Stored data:
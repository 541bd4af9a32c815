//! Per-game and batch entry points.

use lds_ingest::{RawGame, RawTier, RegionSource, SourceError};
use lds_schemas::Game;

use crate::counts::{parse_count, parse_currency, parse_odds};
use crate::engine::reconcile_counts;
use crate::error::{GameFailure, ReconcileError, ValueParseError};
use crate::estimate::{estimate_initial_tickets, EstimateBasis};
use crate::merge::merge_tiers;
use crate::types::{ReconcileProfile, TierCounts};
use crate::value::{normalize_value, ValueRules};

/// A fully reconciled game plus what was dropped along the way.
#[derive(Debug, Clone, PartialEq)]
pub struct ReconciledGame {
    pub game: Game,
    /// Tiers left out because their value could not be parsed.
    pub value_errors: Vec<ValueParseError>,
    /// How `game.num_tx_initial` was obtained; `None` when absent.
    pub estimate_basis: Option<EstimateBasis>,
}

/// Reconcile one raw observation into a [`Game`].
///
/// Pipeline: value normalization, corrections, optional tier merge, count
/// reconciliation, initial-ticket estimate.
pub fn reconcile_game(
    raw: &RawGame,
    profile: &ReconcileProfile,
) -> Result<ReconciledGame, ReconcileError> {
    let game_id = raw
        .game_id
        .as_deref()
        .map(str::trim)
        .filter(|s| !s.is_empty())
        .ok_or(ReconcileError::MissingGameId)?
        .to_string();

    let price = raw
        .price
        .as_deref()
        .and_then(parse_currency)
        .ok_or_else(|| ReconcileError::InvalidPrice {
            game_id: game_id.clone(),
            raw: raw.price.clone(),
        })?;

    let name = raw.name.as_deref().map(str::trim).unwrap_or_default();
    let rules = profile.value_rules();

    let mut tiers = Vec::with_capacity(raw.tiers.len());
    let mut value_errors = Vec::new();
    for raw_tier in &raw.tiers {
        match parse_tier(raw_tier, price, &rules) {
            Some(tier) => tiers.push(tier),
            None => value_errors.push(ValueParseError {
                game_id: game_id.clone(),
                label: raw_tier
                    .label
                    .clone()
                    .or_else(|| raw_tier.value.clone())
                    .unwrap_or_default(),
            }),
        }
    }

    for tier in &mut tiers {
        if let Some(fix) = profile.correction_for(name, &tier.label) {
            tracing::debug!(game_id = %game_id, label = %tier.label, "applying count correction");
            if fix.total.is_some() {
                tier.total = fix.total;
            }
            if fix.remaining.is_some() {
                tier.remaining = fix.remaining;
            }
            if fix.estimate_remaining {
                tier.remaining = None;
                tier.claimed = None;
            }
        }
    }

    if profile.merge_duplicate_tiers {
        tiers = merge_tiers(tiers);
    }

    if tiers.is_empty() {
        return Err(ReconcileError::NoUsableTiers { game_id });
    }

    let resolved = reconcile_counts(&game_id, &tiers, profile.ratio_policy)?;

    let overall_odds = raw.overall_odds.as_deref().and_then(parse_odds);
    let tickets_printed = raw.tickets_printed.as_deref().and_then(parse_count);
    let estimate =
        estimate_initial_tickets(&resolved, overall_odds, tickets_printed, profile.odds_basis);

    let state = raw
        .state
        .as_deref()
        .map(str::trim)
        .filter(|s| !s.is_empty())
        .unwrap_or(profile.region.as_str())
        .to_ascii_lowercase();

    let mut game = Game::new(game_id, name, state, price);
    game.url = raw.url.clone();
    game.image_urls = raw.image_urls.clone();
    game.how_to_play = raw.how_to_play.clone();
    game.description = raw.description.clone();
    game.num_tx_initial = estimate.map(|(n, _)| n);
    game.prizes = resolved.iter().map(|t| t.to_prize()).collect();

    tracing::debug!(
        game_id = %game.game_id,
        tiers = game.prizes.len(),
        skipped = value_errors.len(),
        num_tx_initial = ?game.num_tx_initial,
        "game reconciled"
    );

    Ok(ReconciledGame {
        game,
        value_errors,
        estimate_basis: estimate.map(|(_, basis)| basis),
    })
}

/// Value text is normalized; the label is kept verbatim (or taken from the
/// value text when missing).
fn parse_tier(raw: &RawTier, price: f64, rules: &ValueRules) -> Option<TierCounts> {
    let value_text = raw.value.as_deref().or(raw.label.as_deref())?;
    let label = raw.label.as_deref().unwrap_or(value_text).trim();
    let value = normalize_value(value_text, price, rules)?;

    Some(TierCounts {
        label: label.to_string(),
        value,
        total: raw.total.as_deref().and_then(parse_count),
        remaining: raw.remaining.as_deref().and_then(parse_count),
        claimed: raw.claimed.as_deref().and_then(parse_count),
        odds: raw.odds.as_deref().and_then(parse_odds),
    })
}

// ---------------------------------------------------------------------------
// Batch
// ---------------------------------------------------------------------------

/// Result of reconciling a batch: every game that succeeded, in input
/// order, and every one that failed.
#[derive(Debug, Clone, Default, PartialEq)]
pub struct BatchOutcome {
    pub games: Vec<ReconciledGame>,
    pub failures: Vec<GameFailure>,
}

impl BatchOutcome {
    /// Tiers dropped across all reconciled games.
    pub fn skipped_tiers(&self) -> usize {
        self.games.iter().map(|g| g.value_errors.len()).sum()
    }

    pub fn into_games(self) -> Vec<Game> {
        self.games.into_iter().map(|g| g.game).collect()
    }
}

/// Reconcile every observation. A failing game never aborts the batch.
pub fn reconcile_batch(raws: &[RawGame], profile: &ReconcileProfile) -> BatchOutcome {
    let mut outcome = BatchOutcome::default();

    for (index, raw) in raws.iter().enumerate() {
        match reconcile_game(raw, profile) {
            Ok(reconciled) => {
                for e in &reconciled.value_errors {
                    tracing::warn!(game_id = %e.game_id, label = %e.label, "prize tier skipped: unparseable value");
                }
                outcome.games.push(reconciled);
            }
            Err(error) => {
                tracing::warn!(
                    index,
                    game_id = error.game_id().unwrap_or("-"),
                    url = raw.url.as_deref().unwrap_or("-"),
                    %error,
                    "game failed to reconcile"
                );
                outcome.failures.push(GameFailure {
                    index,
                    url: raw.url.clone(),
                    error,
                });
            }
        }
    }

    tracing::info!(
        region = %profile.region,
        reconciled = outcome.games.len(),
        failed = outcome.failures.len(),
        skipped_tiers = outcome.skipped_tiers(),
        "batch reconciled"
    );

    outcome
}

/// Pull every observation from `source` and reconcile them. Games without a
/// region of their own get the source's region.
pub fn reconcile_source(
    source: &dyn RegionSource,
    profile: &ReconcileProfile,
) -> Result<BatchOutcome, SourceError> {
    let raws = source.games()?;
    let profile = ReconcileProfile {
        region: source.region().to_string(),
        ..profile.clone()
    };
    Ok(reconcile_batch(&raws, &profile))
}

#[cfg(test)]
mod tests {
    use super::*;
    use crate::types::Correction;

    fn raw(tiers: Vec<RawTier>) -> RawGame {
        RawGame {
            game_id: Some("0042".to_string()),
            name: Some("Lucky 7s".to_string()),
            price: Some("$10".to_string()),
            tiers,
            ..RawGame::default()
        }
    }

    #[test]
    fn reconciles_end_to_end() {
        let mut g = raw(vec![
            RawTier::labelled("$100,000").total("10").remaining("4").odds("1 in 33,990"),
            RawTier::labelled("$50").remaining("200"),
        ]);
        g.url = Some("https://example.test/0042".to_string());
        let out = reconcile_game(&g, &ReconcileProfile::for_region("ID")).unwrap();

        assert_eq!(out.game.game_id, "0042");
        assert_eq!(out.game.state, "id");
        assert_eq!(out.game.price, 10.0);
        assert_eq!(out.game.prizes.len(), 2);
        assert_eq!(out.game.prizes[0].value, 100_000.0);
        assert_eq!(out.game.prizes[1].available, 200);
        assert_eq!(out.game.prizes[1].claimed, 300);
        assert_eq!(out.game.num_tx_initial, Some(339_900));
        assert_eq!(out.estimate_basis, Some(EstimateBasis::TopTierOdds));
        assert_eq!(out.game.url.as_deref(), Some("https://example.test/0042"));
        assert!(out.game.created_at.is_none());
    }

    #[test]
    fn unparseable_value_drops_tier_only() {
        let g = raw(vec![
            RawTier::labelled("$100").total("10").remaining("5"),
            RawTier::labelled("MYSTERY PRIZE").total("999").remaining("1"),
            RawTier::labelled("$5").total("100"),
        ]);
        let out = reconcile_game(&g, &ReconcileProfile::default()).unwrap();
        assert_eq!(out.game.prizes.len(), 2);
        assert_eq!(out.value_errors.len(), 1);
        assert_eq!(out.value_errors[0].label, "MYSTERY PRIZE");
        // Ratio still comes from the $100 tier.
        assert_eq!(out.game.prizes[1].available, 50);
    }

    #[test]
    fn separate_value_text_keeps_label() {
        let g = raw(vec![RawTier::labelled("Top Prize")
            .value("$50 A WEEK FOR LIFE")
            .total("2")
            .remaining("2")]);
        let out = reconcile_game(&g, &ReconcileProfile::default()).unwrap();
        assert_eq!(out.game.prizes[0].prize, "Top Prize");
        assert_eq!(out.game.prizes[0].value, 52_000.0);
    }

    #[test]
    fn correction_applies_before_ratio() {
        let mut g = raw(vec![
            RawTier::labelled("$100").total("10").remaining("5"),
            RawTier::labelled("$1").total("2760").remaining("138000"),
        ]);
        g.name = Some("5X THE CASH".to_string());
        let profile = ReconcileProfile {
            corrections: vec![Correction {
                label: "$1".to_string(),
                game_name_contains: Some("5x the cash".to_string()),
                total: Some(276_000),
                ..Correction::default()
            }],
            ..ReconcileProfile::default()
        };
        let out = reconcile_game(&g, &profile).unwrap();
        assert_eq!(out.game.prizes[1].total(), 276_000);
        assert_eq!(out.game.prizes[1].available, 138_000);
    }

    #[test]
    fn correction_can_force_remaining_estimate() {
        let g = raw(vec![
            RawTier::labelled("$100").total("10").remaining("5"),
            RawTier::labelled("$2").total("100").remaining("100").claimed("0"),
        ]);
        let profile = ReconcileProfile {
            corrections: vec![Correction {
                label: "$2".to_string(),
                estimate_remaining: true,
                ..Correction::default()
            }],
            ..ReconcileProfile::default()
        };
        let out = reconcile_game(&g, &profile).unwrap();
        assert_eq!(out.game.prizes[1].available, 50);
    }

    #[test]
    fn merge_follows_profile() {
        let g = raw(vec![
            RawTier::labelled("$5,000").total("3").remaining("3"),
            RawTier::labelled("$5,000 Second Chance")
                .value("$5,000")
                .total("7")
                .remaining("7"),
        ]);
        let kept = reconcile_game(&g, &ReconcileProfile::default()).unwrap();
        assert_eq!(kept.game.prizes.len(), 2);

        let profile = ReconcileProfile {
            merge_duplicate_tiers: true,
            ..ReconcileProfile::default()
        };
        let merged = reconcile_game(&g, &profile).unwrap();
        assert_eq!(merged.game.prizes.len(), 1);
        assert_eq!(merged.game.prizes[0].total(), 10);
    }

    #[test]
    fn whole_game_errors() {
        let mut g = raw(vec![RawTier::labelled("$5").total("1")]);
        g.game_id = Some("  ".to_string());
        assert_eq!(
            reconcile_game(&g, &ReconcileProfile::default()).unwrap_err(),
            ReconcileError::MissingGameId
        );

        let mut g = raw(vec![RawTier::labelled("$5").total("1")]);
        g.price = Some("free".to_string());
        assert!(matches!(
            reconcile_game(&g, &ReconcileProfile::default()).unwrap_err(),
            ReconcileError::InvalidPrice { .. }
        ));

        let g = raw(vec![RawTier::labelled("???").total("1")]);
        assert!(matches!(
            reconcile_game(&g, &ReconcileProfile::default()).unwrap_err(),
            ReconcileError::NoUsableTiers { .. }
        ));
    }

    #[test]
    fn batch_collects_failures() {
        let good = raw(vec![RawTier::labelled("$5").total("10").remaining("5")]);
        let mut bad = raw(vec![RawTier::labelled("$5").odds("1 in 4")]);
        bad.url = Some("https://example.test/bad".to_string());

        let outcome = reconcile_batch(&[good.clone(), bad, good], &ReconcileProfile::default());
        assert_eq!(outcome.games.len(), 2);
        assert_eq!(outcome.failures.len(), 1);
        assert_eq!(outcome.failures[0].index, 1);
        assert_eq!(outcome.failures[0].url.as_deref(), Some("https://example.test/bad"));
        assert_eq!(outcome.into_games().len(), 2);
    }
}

==

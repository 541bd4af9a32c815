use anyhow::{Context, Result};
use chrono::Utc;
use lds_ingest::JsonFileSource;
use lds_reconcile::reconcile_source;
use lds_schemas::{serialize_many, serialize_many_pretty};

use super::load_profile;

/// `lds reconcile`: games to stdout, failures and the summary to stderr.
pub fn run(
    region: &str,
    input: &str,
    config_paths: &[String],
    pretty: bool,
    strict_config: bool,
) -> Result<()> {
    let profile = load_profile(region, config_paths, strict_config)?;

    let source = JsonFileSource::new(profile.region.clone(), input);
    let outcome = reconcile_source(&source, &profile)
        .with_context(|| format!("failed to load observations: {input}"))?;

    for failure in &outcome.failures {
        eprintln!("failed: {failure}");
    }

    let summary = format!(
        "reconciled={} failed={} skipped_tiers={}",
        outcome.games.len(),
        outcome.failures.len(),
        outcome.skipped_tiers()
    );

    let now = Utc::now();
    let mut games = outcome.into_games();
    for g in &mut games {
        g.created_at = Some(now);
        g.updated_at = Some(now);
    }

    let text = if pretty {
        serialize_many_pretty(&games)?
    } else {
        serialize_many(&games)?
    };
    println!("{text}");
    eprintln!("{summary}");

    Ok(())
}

---

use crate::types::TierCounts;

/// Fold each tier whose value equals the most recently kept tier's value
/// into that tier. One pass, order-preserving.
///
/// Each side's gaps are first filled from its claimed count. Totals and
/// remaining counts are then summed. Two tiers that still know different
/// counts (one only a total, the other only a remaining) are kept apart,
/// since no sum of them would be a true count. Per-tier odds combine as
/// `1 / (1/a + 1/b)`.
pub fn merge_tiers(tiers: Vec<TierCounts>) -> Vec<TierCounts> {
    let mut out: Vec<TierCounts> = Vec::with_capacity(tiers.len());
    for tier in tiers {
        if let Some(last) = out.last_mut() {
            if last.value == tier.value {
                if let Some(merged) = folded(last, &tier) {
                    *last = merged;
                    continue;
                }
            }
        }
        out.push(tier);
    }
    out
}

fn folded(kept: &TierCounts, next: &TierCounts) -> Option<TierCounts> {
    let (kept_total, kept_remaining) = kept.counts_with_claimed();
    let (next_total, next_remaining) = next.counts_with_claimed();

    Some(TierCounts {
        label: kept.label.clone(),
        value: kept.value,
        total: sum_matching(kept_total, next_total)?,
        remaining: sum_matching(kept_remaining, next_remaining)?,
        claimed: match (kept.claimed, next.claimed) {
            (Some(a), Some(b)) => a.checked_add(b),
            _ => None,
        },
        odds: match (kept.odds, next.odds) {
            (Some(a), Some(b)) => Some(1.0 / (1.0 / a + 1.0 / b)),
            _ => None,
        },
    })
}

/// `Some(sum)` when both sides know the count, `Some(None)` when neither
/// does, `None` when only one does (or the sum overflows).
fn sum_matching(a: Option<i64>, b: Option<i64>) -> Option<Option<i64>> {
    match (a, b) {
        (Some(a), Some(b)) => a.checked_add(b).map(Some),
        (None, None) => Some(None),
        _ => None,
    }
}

- WHAT THIS TASK INVOLVES
Each line of the records with the word "BatchOutcome" in it is to be copied.

- ANSWER BELOW
pub struct BatchOutcome {
impl BatchOutcome {
pub fn reconcile_batch(raws: &[RawGame], profile: &ReconcileProfile) -> BatchOutcome {
    let mut outcome = BatchOutcome::default();
) -> Result<BatchOutcome, SourceError> {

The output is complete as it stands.